The turning point came in 1970. Kirk Kerkorian had bought MGM the year before and installed James Thomas Aubrey, Jr. as president. As part of his cost-cutting measures, Aubrey decided to auction off hundreds of thousands of items. The success of this mammoth event made people take notice.

  • Film posters
  • Lobby cards
  • Still photos
  • Autographs
  • Film props
  • Costumes
  • Pressbooks and presskits
  • Programmes
  • Heralds
  • Glass slides
  • Industry magazines and related material
  • Scripts, storyboards, and original concept art
  • Promotional material of any kind
  • Commercial collectibles
  • Several pairs of the ruby slippers from The Wizard of Oz are known to exist. One pair is on permanent display at the National Museum of American History, several others are in the hands of private collectors, and one pair was stolen in 2005. The last auction price, in 2000, was $666,000. Also, the black hat belonging to the Wicked Witch of the West sold for $33,000 in 1988 and $197,400 in 2008.
  • The William Conrad statuette, bearing Warner Brothers prop number WB 90066. It sold for $398,500 at an auction in 1994 and was subsequently re-sold for a large profit. Its twin was auctioned for more than $4 million in November 2013.
    There were several statuettes made for the 1941 The Maltese Falcon — two lead figures weighing 47 pounds (21 kg) each, and a seven-pound (3.2 kg), more finely crafted, resin model — all handled by Humphrey Bogart. Christie's auctioned one of the lead figures, part of the estate of actor William Conrad, on December 6, 1994; it was purchased for $398,500 by Ronald Winston, president of Harry Winston, Inc. Within two years, Winston had resold the prop "at an enormous profit" — for as much as $1 million — to an unknown European collector. In 2013, Bonhams, in association with TCM, sold the other lead figure as a part of a large auction of American movie memorabilia on November 25, 2013, for over $4 million, including the buyers fee. This version has a prop number WB 90067. (See also The Maltese Falcon.)
  • On November 24, 2014, the piano on which Sam plays "As Time Goes By" in Rick's Café Américain (and in which Rick hides the letters of transit) was sold for $2,900,000 (the buyer's premium bringing the total to $3,413,000) by Bonhams in New York City. In the same auction, the only known surviving copy of the transit papers, though apparently not used onscreen, went for $118,750 (including buyer's premium).
  • Audrey Hepburn was not only a celebrated actress, but also a fashion icon. In 2006, her "little black dress" from Breakfast at Tiffany's (plus a few other minor items) fetched £467,200 ($923,187) for the City of Joy Foundation.
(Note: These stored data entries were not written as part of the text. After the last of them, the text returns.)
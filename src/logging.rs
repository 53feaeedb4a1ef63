use tracing::Level;
use tracing_subscriber::prelude::*;

/// Install the global fmt subscriber. `verbose` is the `-v` count:
/// none for info, one for debug, more for trace.
pub fn init(verbose: u8) {
    let level = match verbose {
        0 => Level::INFO,
        1 => Level::DEBUG,
        _ => Level::TRACE,
    };

    tracing_subscriber::registry()
        .with(tracing_subscriber::fmt::layer().with_target(false))
        .with(tracing_subscriber::filter::LevelFilter::from_level(level))
        .init();
}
  • Steven Spielberg paid $60,500 (including 10% commission) in June 1982 for a "Rosebud" sled from Citizen Kane. Orson Welles stated in a telephone interview that there were three made of balsa (as is Spielberg's purchase) that were intended to be burned in the final scene, and one made of hardwood for the beginning of the film. After the Spielberg purchase, news outlets began reporting the claim of Arthur Bauer, a retired helicopter pilot in New York, that he owned the hardwood sled used at the beginning of Citizen Kane. "I'm sure it could be true," Welles said when asked for comment. In early 1942, Bauer was a 12-year-old student in Brooklyn and a member of his school's film club. He entered and won an RKO Pictures publicity contest and selected Rosebud as his prize. In 1996, Bauer's estate offered the painted pine sled at auction through Christie's. On December 15, 1996, the hardwood sled was sold to an anonymous bidder in Los Angeles for $233,500.
  • The white suit worn by John Travolta in Saturday Night Fever was purchased by film critic Gene Siskel in a charity auction. In June 1995 it was auctioned at Christie's for $145,500.